🇺🇸 Post-Election Reflection, Part Two
Who were you four years ago? (Not to mention your Before Self from November 2019!) How have you grown in these pandemic-colored years? What did you accomplish that you didn’t think you could?
Check out part one here first:
Where we left off . . .
For two months, I said to anyone who would listen, “The polls are wrong!”
I just didn’t know if this gap between what the polls showed and how the news media reported them—versus what I knew in my gut to be true—was deliberate or not. After all, a closer race keeps people glued to the headlines and is more likely to send them to the polls; the latter a good thing, of course.
In my own neighbor test, many were struggling mightily.1 No matter how messy the discourse, I could see that large swaths of people were ready (if not desperate) for economic change, myself included.
As I shared in part one, that doesn’t mean any single voter’s top concern is the economy, or that it is the even issue that determines their vote. Lynn’s research does not negate the presence of other deciding factors like immigration, education, women’s rights, my in-laws living under now-constant bomb threat in Beirut by American-made and funded weapons, etcr. Rather that the state of the economy (and how Americans feel about it) does tell you how to predict the outcome of the election with remarkable consistency across history.
Most major news outlets called this year’s presidential contest by six a.m. on Wednesday, November 7. Among myriad other things, it also meant that in parallel to 2016, I had less than one week to sort through my thoughts before delivering another keynote. I would be entirely different this time, yet with a message for the audience that stayed largely the same.
“This is a massive pivot point for the country,” I offered in that 2016 post-election speech in Texas. My voice shook as the adrenaline traveled through my body before I launched into how Pivot as a mindset and method could help audience members respond individually to map what’s next.
Although the post-feedback was largely positive, it wasn’t my best delivery; I was still tweaking the material and finding my sea legs for a crowd of that size.
Out of hundreds of survey responses one wrote, “Did not care for the interaction with each other, as some people were uncomfortable after the election.”

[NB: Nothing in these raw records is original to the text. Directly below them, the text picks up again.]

//! Segmented date-field editing.
//!
//! A pattern string ("MM/DD/YYYY hh:mm AM") is scanned into fixed-width
//! [`Segment`]s indexing into a shared text buffer. The [`FieldEngine`]
//! owns that buffer plus the active-segment cursor and advances both
//! through discrete keyboard-shaped [`EditOp`]s; the host UI reflects the
//! buffer and selection span back into its input widget. Free-text paste
//! is deliberately unsupported: there is no edit operation for it.
//!
//! Validity is reported as data, never as an error: resolution yields
//! [`FieldValue::Cleared`] for an untouched placeholder buffer,
//! [`FieldValue::Invalid`] for a partially filled one, and a composed
//! date-time otherwise.

use chrono::{Datelike, NaiveDateTime, NaiveTime, Timelike};

use crate::consts::{DEFAULT_PATTERN, MAX_MONTH, MAX_YEAR};
use crate::date_math::{Clock, SystemClock, days_in_month, from_parts};
use crate::prelude::*;

/// The date/time component a segment edits, named by its pattern token.
#[derive(Debug, Clone, Copy, PartialEq, Eq, Hash, Display, serde::Serialize, serde::Deserialize)]
pub enum SegmentKey {
    /// `MM`, 1-12
    #[display(fmt = "MM")]
    Month,
    /// `DD`, 1-31, capped by the resolved year/month when both are known
    #[display(fmt = "DD")]
    Day,
    /// `YYYY`, 0-9999
    #[display(fmt = "YYYY")]
    Year,
    /// `HH`, 0-23
    #[display(fmt = "HH")]
    Hour24,
    /// `hh`, 1-12
    #[display(fmt = "hh")]
    Hour12,
    /// `mm`, 0-59
    #[display(fmt = "mm")]
    Minute,
    /// `ss`, 0-59
    #[display(fmt = "ss")]
    Second,
    /// `SSS`, 0-999
    #[display(fmt = "SSS")]
    Millisecond,
    /// `AM`: cycles AM/PM, no numeric value
    #[display(fmt = "AM")]
    AmPm,
}
//! Date-range evaluation and the range-selection interaction protocol.
//!
//! A [`DateRange`] stores its endpoints exactly as the user produced them;
//! chronological ordering is resolved at evaluation time only. Membership
//! and corner-rounding answers are plain data for a renderer to consume.

use std::time::Instant;

use chrono::NaiveDate;

use crate::consts::HOVER_CLEAR_DELAY;
use crate::date_math::is_same_day;

/// A pair of optional endpoints. No ordering invariant is enforced at
/// construction; evaluation normalizes on the fly.
#[derive(Debug, Clone, Copy, Default, PartialEq, Eq, serde::Serialize, serde::Deserialize)]
pub struct DateRange {
    pub start: Option<NaiveDate>,
    pub end: Option<NaiveDate>,
}

impl DateRange {
    pub const fn new(start: Option<NaiveDate>, end: Option<NaiveDate>) -> Self {
        Self { start, end }
    }

    pub const fn empty() -> Self {
        Self {
            start: None,
            end: None,
        }
    }

    /// Both endpoints, storage order.
    pub const fn endpoints(&self) -> [Option<NaiveDate>; 2] {
        [self.start, self.end]
    }

    pub const fn is_complete(&self) -> bool {
        self.start.is_some() && self.end.is_some()
    }
}

/// Per-day answer for range highlighting.
#[derive(Debug, Clone, Copy, Default, PartialEq, Eq, serde::Serialize, serde::Deserialize)]
pub struct RangeMembership {
    /// The day lies between the endpoints, endpoints included.
    pub in_range: bool,
    /// The day is the chronologically first endpoint: round the leading
    /// corners of the highlight span.
    pub round_leading: bool,
    /// The day is the chronologically last endpoint: round the trailing
    /// corners.
    pub round_trailing: bool,
}

/// Evaluates `day` against a range whose missing end may be stood in for
/// by a transient `hover` date. With either effective endpoint absent no
/// day is in range.
pub fn membership(range: &DateRange, day: NaiveDate, hover: Option<NaiveDate>) -> RangeMembership {
    let end = range.end.or(hover);
    let (Some(start), Some(end)) = (range.start, end) else {
        return RangeMembership::default();
    };

    // Compare in chronological order regardless of storage order
    let (start, end) = if start <= end { (start, end) } else { (end, start) };

    let in_range = (day > start && day < end) || is_same_day(day, start) || is_same_day(day, end);

    // A single-day range rounds all corners: both flags hold
    RangeMembership {
        in_range,
        round_leading: is_same_day(day, start),
        round_trailing: is_same_day(day, end),
    }
}

/// Display options for day highlighting.
#[derive(Debug, Clone, Copy, PartialEq, Eq, serde::Serialize, serde::Deserialize)]
pub struct HighlightOptions {
    /// Whether today's date receives its own highlight.
    pub highlight_today: bool,
}

impl Default for HighlightOptions {
    fn default() -> Self {
        Self {
            highlight_today: true,
        }
    }
}

/// Combined per-day highlight state: range membership plus the
/// today-marker, with their corner-rounding precedence resolved.
#[derive(Debug, Clone, Copy, PartialEq, Eq, serde::Serialize, serde::Deserialize)]
pub struct DayHighlight {
    pub membership: RangeMembership,
    pub is_today: bool,
    /// Today's own full-corner rounding. Suppressed while the day sits
    /// inside a range, where the range-edge rounding takes priority.
    pub round_today: bool,
}

/// Evaluates the complete highlight state of one day.
pub fn day_highlight(
    range: &DateRange,
    day: NaiveDate,
    hover: Option<NaiveDate>,
    today: NaiveDate,
    options: HighlightOptions,
) -> DayHighlight {
    let membership = membership(range, day, hover);
    let is_today = options.highlight_today && is_same_day(day, today);

    DayHighlight {
        membership,
        is_today,
        round_today: is_today && !membership.in_range,
    }
}

/// Click-driven state machine over a [`DateRange`].
///
/// A click either starts a fresh selection or completes a pending one,
/// auto-ordering the endpoints chronologically on completion.
#[derive(Debug, Clone, Copy, Default, PartialEq, Eq)]
pub struct RangeSelection {
    range: DateRange,
}

impl RangeSelection {
    pub const fn new(range: DateRange) -> Self {
        Self { range }
    }

    pub const fn range(&self) -> DateRange {
        self.range
    }

    /// Replaces the selection wholesale, e.g. when a bound value changes.
    pub fn set_range(&mut self, range: DateRange) {
        self.range = range;
    }

    /// Applies one day click and returns the resulting range.
    pub fn click(&mut self, date: NaiveDate) -> DateRange {
        self.range = match (self.range.start, self.range.end) {
            // Nothing pending, or a finished pair: start over
            (None, None) | (Some(_), Some(_)) => DateRange::new(Some(date), None),
            (Some(start), None) => ordered(date, start),
            // An end without a start only arises from caller-seeded state;
            // complete it symmetrically
            (None, Some(end)) => ordered(date, end),
        };

        log::trace!("range selection now {:?}", self.range);
        self.range
    }
}

fn ordered(a: NaiveDate, b: NaiveDate) -> DateRange {
    if a < b {
        DateRange::new(Some(a), Some(b))
    } else {
        DateRange::new(Some(b), Some(a))
    }
}

/// Debounced hover tracking for live range previews.
///
/// Leaving a cell does not clear the hover date immediately; it arms a
/// short deadline instead, so crossing the gap between adjacent cells
/// never flickers. Re-entering any cell cancels the pending clear. The
/// caller drives time explicitly through `Instant` arguments.
#[derive(Debug, Clone, Copy, Default, PartialEq, Eq)]
pub struct HoverState {
    date: Option<NaiveDate>,
    clear_at: Option<Instant>,
}

impl HoverState {
    pub fn new() -> Self {
        Self::default()
    }

    /// Pointer entered the cell for `date`.
    pub fn enter(&mut self, date: NaiveDate) {
        self.date = Some(date);
        self.clear_at = None;
    }

    /// Pointer left the hovered cell; arms the debounce deadline.
    pub fn leave(&mut self, now: Instant) {
        if self.date.is_some() {
            self.clear_at = Some(now + HOVER_CLEAR_DELAY);
        }
    }

    /// The hover date effective at `now`, clearing it if the debounce
    /// deadline has passed.
    pub fn current(&mut self, now: Instant) -> Option<NaiveDate> {
        if self.clear_at.is_some_and(|deadline| now >= deadline) {
            self.date = None;
            self.clear_at = None;
        }
        self.date
    }
}

#[cfg(test)]
mod tests {
    use super::*;
    use std::time::Duration;

    fn d(y: i32, m: u32, day: u32) -> NaiveDate {
        NaiveDate::from_ymd_opt(y, m, day).unwrap()
    }

    fn jan(day: u32) -> NaiveDate {
        d(2024, 1, day)
    }

    #[test]
    fn test_membership_inside_and_out() {
        let range = DateRange::new(Some(jan(5)), Some(jan(10)));

        let mid = membership(&range, jan(7), None);
        assert!(mid.in_range);
        assert!(!mid.round_leading);
        assert!(!mid.round_trailing);

        assert!(!membership(&range, jan(4), None).in_range);
        assert!(!membership(&range, jan(11), None).in_range);
    }

    #[test]
    fn test_membership_edges_round_their_corners() {
        let range = DateRange::new(Some(jan(5)), Some(jan(10)));

        let leading = membership(&range, jan(5), None);
        assert!(leading.in_range && leading.round_leading && !leading.round_trailing);

        let trailing = membership(&range, jan(10), None);
        assert!(trailing.in_range && trailing.round_trailing && !trailing.round_leading);
    }

    #[test]
    fn test_membership_is_storage_order_independent() {
        let forward = DateRange::new(Some(jan(5)), Some(jan(10)));
        let reversed = DateRange::new(Some(jan(10)), Some(jan(5)));

        for day in 1..=15 {
            assert_eq!(
                membership(&forward, jan(day), None),
                membership(&reversed, jan(day), None),
                "day {day}"
            );
        }
    }

    #[test]
    fn test_membership_single_day_rounds_all_corners() {
        let range = DateRange::new(Some(jan(5)), Some(jan(5)));
        let m = membership(&range, jan(5), None);
        assert!(m.in_range && m.round_leading && m.round_trailing);
    }

    #[test]
    fn test_membership_requires_both_endpoints() {
        let open = DateRange::new(Some(jan(5)), None);
        assert_eq!(membership(&open, jan(5), None), RangeMembership::default());
        assert_eq!(
            membership(&DateRange::empty(), jan(5), None),
            RangeMembership::default()
        );
    }

    #[test]
    fn test_hover_stands_in_for_missing_end() {
        let open = DateRange::new(Some(jan(5)), None);
        let m = membership(&open, jan(7), Some(jan(10)));
        assert!(m.in_range);

        // Hover is irrelevant once the range is complete
        let done = DateRange::new(Some(jan(5)), Some(jan(6)));
        assert!(!membership(&done, jan(7), Some(jan(10))).in_range);
    }

    #[test]
    fn test_today_rounding_yields_to_range_edges() {
        let range = DateRange::new(Some(jan(5)), Some(jan(10)));
        let options = HighlightOptions::default();

        // Today inside a multi-day range: range owns the corners
        let inside = day_highlight(&range, jan(7), None, jan(7), options);
        assert!(inside.is_today && !inside.round_today);

        // Today outside the range keeps its own rounding
        let outside = day_highlight(&range, jan(20), None, jan(20), options);
        assert!(outside.is_today && outside.round_today);

        // Suppression flag wins over everything
        let muted = day_highlight(
            &range,
            jan(20),
            None,
            jan(20),
            HighlightOptions {
                highlight_today: false,
            },
        );
        assert!(!muted.is_today && !muted.round_today);
    }

    #[test]
    fn test_click_protocol_transitions() {
        let mut selection = RangeSelection::default();

        // First click opens a selection
        assert_eq!(selection.click(jan(10)), DateRange::new(Some(jan(10)), None));

        // Second click completes it, auto-ordered
        assert_eq!(
            selection.click(jan(5)),
            DateRange::new(Some(jan(5)), Some(jan(10)))
        );

        // Clicking a finished pair starts over
        assert_eq!(selection.click(jan(20)), DateRange::new(Some(jan(20)), None));
        assert_eq!(
            selection.click(jan(25)),
            DateRange::new(Some(jan(20)), Some(jan(25)))
        );
    }

    #[test]
    fn test_click_protocol_defensive_end_only_state() {
        let mut selection = RangeSelection::new(DateRange::new(None, Some(jan(10))));
        assert_eq!(
            selection.click(jan(15)),
            DateRange::new(Some(jan(10)), Some(jan(15)))
        );
    }

    #[test]
    fn test_hover_debounce_clears_after_deadline() {
        let mut hover = HoverState::new();
        let t0 = Instant::now();

        hover.enter(jan(8));
        assert_eq!(hover.current(t0), Some(jan(8)));

        hover.leave(t0);
        // Still present just before the deadline
        assert_eq!(hover.current(t0 + Duration::from_millis(99)), Some(jan(8)));
        // Gone once it passes
        assert_eq!(hover.current(t0 + Duration::from_millis(100)), None);
    }

    #[test]
    fn test_hover_reenter_cancels_pending_clear() {
        let mut hover = HoverState::new();
        let t0 = Instant::now();

        hover.enter(jan(8));
        hover.leave(t0);
        hover.enter(jan(9));

        // Long after the old deadline the new hover still stands
        assert_eq!(hover.current(t0 + Duration::from_secs(5)), Some(jan(9)));
    }
}
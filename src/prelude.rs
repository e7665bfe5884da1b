//! Prelude module for datepicker_core crate.
//!
//! Re-exports commonly used derive macros from derive_more.

#[allow(unused_imports)]
pub use derive_more::Display;
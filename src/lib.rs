//! Calendar computation core for date-picker components.
//!
//! Everything here is pure state-in, data-out: month grids, month/year
//! rosters, range-interval evaluation, and a segmented date-field editing
//! engine. Rendering, event wiring, and widget trees are out of scope;
//! a UI layer consumes the plain structs these modules produce.

mod consts;
mod date_math;
mod field;
mod grid;
mod locale;
mod prelude;
mod range;
mod roster;

pub use consts::*;
pub use date_math::{
    Clock, FixedClock, SystemClock, add_months, add_years, days_in_month, days_in_month_of,
    first_weekday_of_month, is_leap_year, is_same_day, is_same_month, is_today, set_day, set_month,
    set_year, start_of_today,
};
pub use field::{
    EditOp, FieldEngine, FieldValue, Segment, SegmentKey, parse_pattern, render,
};
pub use grid::{DayCell, DayConstraints, MonthGrid, Selection, Week, build_month_grid};
pub use locale::{
    FirstDay, LocaleError, LocaleFormat, WeekInfo, WeekdayLabel, parse_tag, resolve_locale,
};
pub use range::{
    DateRange, DayHighlight, HighlightOptions, HoverState, RangeMembership, RangeSelection,
    day_highlight, membership,
};
pub use roster::{MonthEntry, build_month_roster, build_year_roster};
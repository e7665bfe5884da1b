//! Month and year rosters for the month/year selection sub-views.

use chrono::{Datelike, NaiveDate};

use crate::consts::{YEAR_ROSTER_LEN, YEARS_BEFORE_REFERENCE};
use crate::date_math::{first_of_month, is_same_month};

/// One entry of the 12-month roster.
#[derive(Debug, Clone, Copy, PartialEq, Eq, serde::Serialize, serde::Deserialize)]
pub struct MonthEntry {
    /// First day of the entry's month in the reference year.
    pub date: NaiveDate,
    /// Whether this is the month of the currently selected date.
    pub selected: bool,
}

/// The twelve months of `reference`'s year, January first, each flagged
/// against the selected date (if any).
pub fn build_month_roster(reference: NaiveDate, selected: Option<NaiveDate>) -> [MonthEntry; 12] {
    std::array::from_fn(|i| {
        let date = first_of_month(reference.year(), i as u32 + 1);
        MonthEntry {
            date,
            selected: selected.is_some_and(|sel| is_same_month(date, sel)),
        }
    })
}

/// Twenty consecutive years, `reference_year - 10 ..= reference_year + 9`.
/// Centered on the reference year only; a selected year outside the
/// window does not recenter it.
pub fn build_year_roster(reference_year: i32) -> [i32; YEAR_ROSTER_LEN] {
    std::array::from_fn(|i| reference_year - YEARS_BEFORE_REFERENCE + i as i32)
}
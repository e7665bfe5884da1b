use std::time::Duration;

/// Maximum year a segmented field can hold (four digits)
pub const MAX_YEAR: u32 = 9999;

/// Maximum valid month (December)
pub const MAX_MONTH: u32 = 12;

/// Month number for February
pub const FEBRUARY: u32 = 2;

/// Days in February for leap years
pub const FEBRUARY_DAYS_LEAP: u32 = 29;

/// Maximum days in each month (index 0 is unused, months are 1-indexed)
/// February shows 28 days (non-leap year default)
pub const DAYS_IN_MONTH: [u32; 13] = [
    0,  // index 0 unused (months are 1-indexed)
    31, // January
    28, // February (non-leap, adjusted by is_leap_year check)
    31, // March
    30, // April
    31, // May
    30, // June
    31, // July
    31, // August
    30, // September
    31, // October
    30, // November
    31, // December
];

/// Leap year occurs every 4 years
pub(crate) const LEAP_YEAR_CYCLE: i32 = 4;
/// Century years are not leap years unless...
pub(crate) const CENTURY_CYCLE: i32 = 100;
/// ...they are divisible by 400 (Gregorian calendar correction)
pub(crate) const GREGORIAN_CYCLE: i32 = 400;

/// Number of week rows a month grid always shows
pub const GRID_WEEKS: usize = 6;
/// Number of columns (weekdays) per week row
pub const GRID_COLUMNS: usize = 7;
/// Total cell count of a month grid, blanks included
pub const GRID_CELLS: usize = GRID_WEEKS * GRID_COLUMNS;

/// Years listed before the reference year in a year roster
pub const YEARS_BEFORE_REFERENCE: i32 = 10;
/// Total length of a year roster
pub const YEAR_ROSTER_LEN: usize = 20;

/// Delay before a cleared hover date actually disappears. Keeps the
/// range preview from flickering while the pointer crosses cell gaps.
pub const HOVER_CLEAR_DELAY: Duration = Duration::from_millis(100);

/// Pattern used by segmented fields when none is given
pub const DEFAULT_PATTERN: &str = "MM/DD/YYYY";

/// A known Sunday; weekday label sequences are generated by walking
/// forward from this date
pub(crate) const SUNDAY_ANCHOR: (i32, u32, u32) = (2023, 4, 30);

/// Reference date whose localized rendering is sniffed for the short
/// numeric date pattern (see `LocaleFormat::short_date_pattern`)
pub(crate) const PATTERN_PROBE_DATE: (i32, u32, u32) = (2023, 4, 15);

/// Region subtags whose week starts on Sunday, per the CLDR
/// supplemental week data snapshot. Everything else starts on Monday.
pub(crate) const SUNDAY_FIRST_REGIONS: &[&str] = &[
    "AG", "AS", "BD", "BR", "BS", "BT", "BW", "BZ", "CA", "CO", "DM", "DO", "ET", "GT", "GU",
    "HK", "HN", "ID", "IL", "IN", "JM", "JP", "KE", "KH", "KR", "LA", "MH", "MM", "MO", "MT",
    "MX", "MZ", "NI", "NP", "PA", "PE", "PH", "PK", "PR", "PT", "PY", "SA", "SG", "SV", "TH",
    "TT", "TW", "UM", "US", "VE", "VI", "WS", "YE", "ZA", "ZW",
];
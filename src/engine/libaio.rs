//! libaio batched engine
//!
//! Asynchronous engine over Linux native AIO (`io_setup`/`io_submit`/
//! `io_getevents`). The submission context is created with capacity
//! [`MAX_IODEPTH`] and owns that many request slots, each carrying its own
//! aligned buffer, so a live `iodepth` increase never allocates in the hot
//! path.
//!
//! Slot lifecycle: `Idle -> Submitted -> Completed -> Idle`. Only slots with
//! index below the live `iodepth` are (re)submitted; when `iodepth` shrinks,
//! in-flight requests on now-disabled slots drain naturally and their slots
//! simply stay idle.
//!
//! Native AIO is only asynchronous with O_DIRECT on most filesystems, so
//! startup validation rejects this engine without `--o_direct`.
//!
//! # Implementation
//!
//! Uses direct syscalls via libc rather than a binding crate (the libaio
//! library is LGPL). Completion events carry the slot index in `data`.

use super::Engine;
use crate::config::{LiveConfig, MAX_IODEPTH};
use crate::shaper::Shaper;
use crate::stats::{Stats, StatsAccumulator};
use crate::util::buffer::AlignedBuffer;
use crate::util::rng::{Randomizer, REWRITE_REFRESH_STRIDE};
use crate::Result;
use anyhow::Context;
use std::mem::MaybeUninit;
use std::os::unix::io::RawFd;
use std::sync::atomic::{AtomicBool, Ordering};
use std::sync::Arc;
use tracing::{debug, error, info, warn};

type AioContext = libc::c_ulong;

const IOCB_CMD_PREAD: u16 = 0;
const IOCB_CMD_PWRITE: u16 = 1;

/// Bounded completion wait per iteration.
const GETEVENTS_TIMEOUT_NS: i64 = 200 * 1_000_000;
/// Drain window for in-flight requests during teardown.
const TEARDOWN_TIMEOUT_NS: i64 = 300 * 1_000_000;

// struct iocb, x86_64 little-endian layout
#[repr(C)]
#[derive(Clone, Copy)]
struct IoControlBlock {
    data: u64,          // returned in the completion event (slot index)
    key: u32,
    aio_rw_flags: u32,  // RWF_* flags
    lio_opcode: u16,
    aio_reqprio: i16,
    aio_fildes: u32,
    buf: u64,
    nbytes: u64,
    offset: i64,
    aio_reserved2: u64,
    flags: u32,
    aio_resfd: u32,
}

#[repr(C)]
#[derive(Clone, Copy)]
struct IoEvent {
    data: u64,
    obj: u64,
    res: i64,
    res2: i64,
}

unsafe fn io_setup(maxevents: libc::c_int, ctxp: *mut AioContext) -> libc::c_int {
    libc::syscall(libc::SYS_io_setup, maxevents as i64, ctxp) as libc::c_int
}

unsafe fn io_destroy(ctx: AioContext) -> libc::c_int {
    libc::syscall(libc::SYS_io_destroy, ctx) as libc::c_int
}

unsafe fn io_submit(
    ctx: AioContext,
    nr: libc::c_long,
    iocbpp: *mut *mut IoControlBlock,
) -> libc::c_int {
    libc::syscall(libc::SYS_io_submit, ctx, nr, iocbpp) as libc::c_int
}

unsafe fn io_getevents(
    ctx: AioContext,
    min_nr: libc::c_long,
    nr: libc::c_long,
    events: *mut IoEvent,
    timeout: *mut libc::timespec,
) -> libc::c_int {
    libc::syscall(libc::SYS_io_getevents, ctx, min_nr, nr, events, timeout) as libc::c_int
}

unsafe fn io_cancel(
    ctx: AioContext,
    iocb: *mut IoControlBlock,
    result: *mut IoEvent,
) -> libc::c_int {
    libc::syscall(libc::SYS_io_cancel, ctx, iocb, result) as libc::c_int
}

/// One pre-allocated request slot.
struct AioSlot {
    active: bool,
    write: bool,
    size: usize,
    offset: u64,
    stats: Stats,
    iocb: IoControlBlock,
    buffer: Option<AlignedBuffer>,
}

impl AioSlot {
    fn idle() -> Self {
        Self {
            active: false,
            write: false,
            size: 0,
            offset: 0,
            stats: Stats::default(),
            iocb: unsafe { MaybeUninit::zeroed().assume_init() },
            buffer: None,
        }
    }
}

pub struct AioEngine {
    ctx: AioContext,
    fd: RawFd,
    live: Arc<LiveConfig>,
    shaper: Arc<Shaper>,
    stats: Arc<StatsAccumulator>,
    rng: Randomizer,

    /// MAX_IODEPTH slots; the vector is never resized, so iocb addresses
    /// stay stable while requests are in flight.
    slots: Vec<AioSlot>,
    events: Vec<IoEvent>,
}

impl AioEngine {
    pub fn new(
        fd: RawFd,
        live: Arc<LiveConfig>,
        shaper: Arc<Shaper>,
        stats: Arc<StatsAccumulator>,
    ) -> Result<Self> {
        let mut ctx: AioContext = 0;
        let ret = unsafe { io_setup(MAX_IODEPTH as libc::c_int, &mut ctx) };
        if ret < 0 {
            return Err(std::io::Error::last_os_error())
                .with_context(|| format!("io_setup failed with capacity {}", MAX_IODEPTH));
        }

        let slots = (0..MAX_IODEPTH).map(|_| AioSlot::idle()).collect();
        let events: Vec<IoEvent> = vec![
            unsafe { MaybeUninit::zeroed().assume_init() };
            MAX_IODEPTH as usize
        ];

        Ok(Self {
            ctx,
            fd,
            live,
            shaper,
            stats,
            rng: Randomizer::new(),
            slots,
            events,
        })
    }

    /// Prepare and submit one request on an idle slot.
    ///
    /// Returns whether the slot became active. Transient submission results
    /// (0, EINTR, EAGAIN) leave the slot idle for the next iteration.
    fn submit_slot(&mut self, index: usize) -> Result<bool> {
        let params = self.shaper.next_params();
        debug_assert!(params.size > 0);

        let slot = &mut self.slots[index];
        debug_assert!(!slot.active);

        if slot.size != params.size {
            debug!(
                "slot {} request size changed from {} to {}",
                index, slot.size, params.size
            );
            slot.size = params.size;
            let mut buffer = AlignedBuffer::new(params.size)?;
            self.rng.fill_buffer(buffer.as_mut_slice());
            slot.buffer = Some(buffer);
        } else if params.write && slot.write {
            let buffer = slot.buffer.as_mut().expect("buffer allocated");
            self.rng
                .fill_buffer_sparse(buffer.as_mut_slice(), REWRITE_REFRESH_STRIDE);
        }

        slot.stats = Stats::one_block(params.block_size_kib, params.write);
        slot.write = params.write;
        slot.offset = params.offset;

        let buffer = slot.buffer.as_mut().expect("buffer allocated");
        slot.iocb = IoControlBlock {
            data: index as u64,
            key: 0,
            aio_rw_flags: if params.write && params.dsync {
                libc::RWF_DSYNC as u32
            } else {
                0
            },
            lio_opcode: if params.write {
                IOCB_CMD_PWRITE
            } else {
                IOCB_CMD_PREAD
            },
            aio_reqprio: 0,
            aio_fildes: self.fd as u32,
            buf: buffer.as_mut_ptr() as u64,
            nbytes: slot.size as u64,
            offset: slot.offset as i64,
            aio_reserved2: 0,
            flags: 0,
            aio_resfd: 0,
        };

        let mut iocb_ptr = &mut slot.iocb as *mut IoControlBlock;
        let ret = unsafe { io_submit(self.ctx, 1, &mut iocb_ptr) };

        if ret == 1 {
            slot.active = true;
            Ok(true)
        } else if ret == 0 {
            warn!("aio submit returned 0");
            Ok(false)
        } else {
            let err = std::io::Error::last_os_error();
            match err.raw_os_error() {
                Some(libc::EINTR) | Some(libc::EAGAIN) => {
                    warn!("aio submit returned transient error: {}", err);
                    Ok(false)
                }
                _ => Err(err).context("failed to submit aio request"),
            }
        }
    }

    fn active_count(&self) -> usize {
        self.slots.iter().filter(|s| s.active).count()
    }
}

impl Engine for AioEngine {
    fn make_requests(&mut self, stop: &AtomicBool) -> Result<()> {
        let iodepth = self.live.iodepth() as usize;

        for i in 0..iodepth {
            if !self.slots[i].active {
                self.submit_slot(i)?;
            }
        }

        if stop.load(Ordering::Relaxed) {
            return Ok(());
        }

        let mut timeout = libc::timespec {
            tv_sec: 0,
            tv_nsec: GETEVENTS_TIMEOUT_NS,
        };
        let nevents = unsafe {
            io_getevents(
                self.ctx,
                1,
                MAX_IODEPTH as libc::c_long,
                self.events.as_mut_ptr(),
                &mut timeout,
            )
        };

        if stop.load(Ordering::Relaxed) {
            return Ok(());
        }

        if nevents < 0 {
            let err = std::io::Error::last_os_error();
            return match err.raw_os_error() {
                Some(libc::EINTR) | Some(libc::EAGAIN) => {
                    warn!("io_getevents returned transient error: {}", err);
                    Ok(())
                }
                _ => Err(err).context("io_getevents failed"),
            };
        }

        if nevents > 0 {
            let mut batch = Stats::default();
            for i in 0..nevents as usize {
                let index = self.events[i].data as usize;
                debug_assert!(index < self.slots.len());

                let slot = &mut self.slots[index];
                slot.active = false;
                self.shaper.offset_released(slot.offset);
                batch += slot.stats;

                if index < iodepth {
                    self.submit_slot(index)?;
                }
            }
            self.stats.add(&batch);
        }

        Ok(())
    }
}

impl Drop for AioEngine {
    fn drop(&mut self) {
        let in_flight = self.active_count();
        if in_flight > 0 {
            info!("waiting for {} in-flight aio requests", in_flight);
            let mut timeout = libc::timespec {
                tv_sec: 0,
                tv_nsec: TEARDOWN_TIMEOUT_NS,
            };
            let ret = unsafe {
                io_getevents(
                    self.ctx,
                    in_flight as libc::c_long,
                    MAX_IODEPTH as libc::c_long,
                    self.events.as_mut_ptr(),
                    &mut timeout,
                )
            };
            if ret < 0 {
                error!(
                    "io_getevents during teardown failed: {}",
                    std::io::Error::last_os_error()
                );
            } else {
                for i in 0..ret as usize {
                    let index = self.events[i].data as usize;
                    if let Some(slot) = self.slots.get_mut(index) {
                        slot.active = false;
                    }
                }
            }

            for (index, slot) in self.slots.iter_mut().enumerate() {
                if slot.active {
                    info!("aio request on slot {} is still active, canceling it", index);
                    let mut event: IoEvent = unsafe { MaybeUninit::zeroed().assume_init() };
                    let ret = unsafe { io_cancel(self.ctx, &mut slot.iocb, &mut event) };
                    if ret < 0 {
                        warn!("io_cancel failed: {}", std::io::Error::last_os_error());
                    }
                    slot.active = false;
                }
            }
        }

        let ret = unsafe { io_destroy(self.ctx) };
        if ret < 0 {
            error!("io_destroy failed: {}", std::io::Error::last_os_error());
        }
    }
}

On the other hand, another attendee shared the following:
“LOVED the topic, speaker's presentation & especially the interaction part of this session! The woman next to me was on opposite political side of myself—as well as age. We both struggled, and found common ground in all three of our conversations. [I] know we both left this forum enlightened from being able to discuss, respectfully, the recent presidential election. HUGE!”
The latter comment was the kind of bridge-building I was hoping for,2 made far easier in person sitting shoulder-to-shoulder in that 2016 airplane hanger, than across the 2024 digital divide where it’s now easier than ever to sling barbs from behind social media-dominated screens.
I don’t have a single photo of myself from that day—just a few looking out at the sea of faces, capturing my fear and heart-palpitating anticipation. I only remember how vulnerable I felt standing on that stage, trying to semi-gracefully straddle a microcosm of the country’s emotions without offending anyone (Hah! Hello, impossible).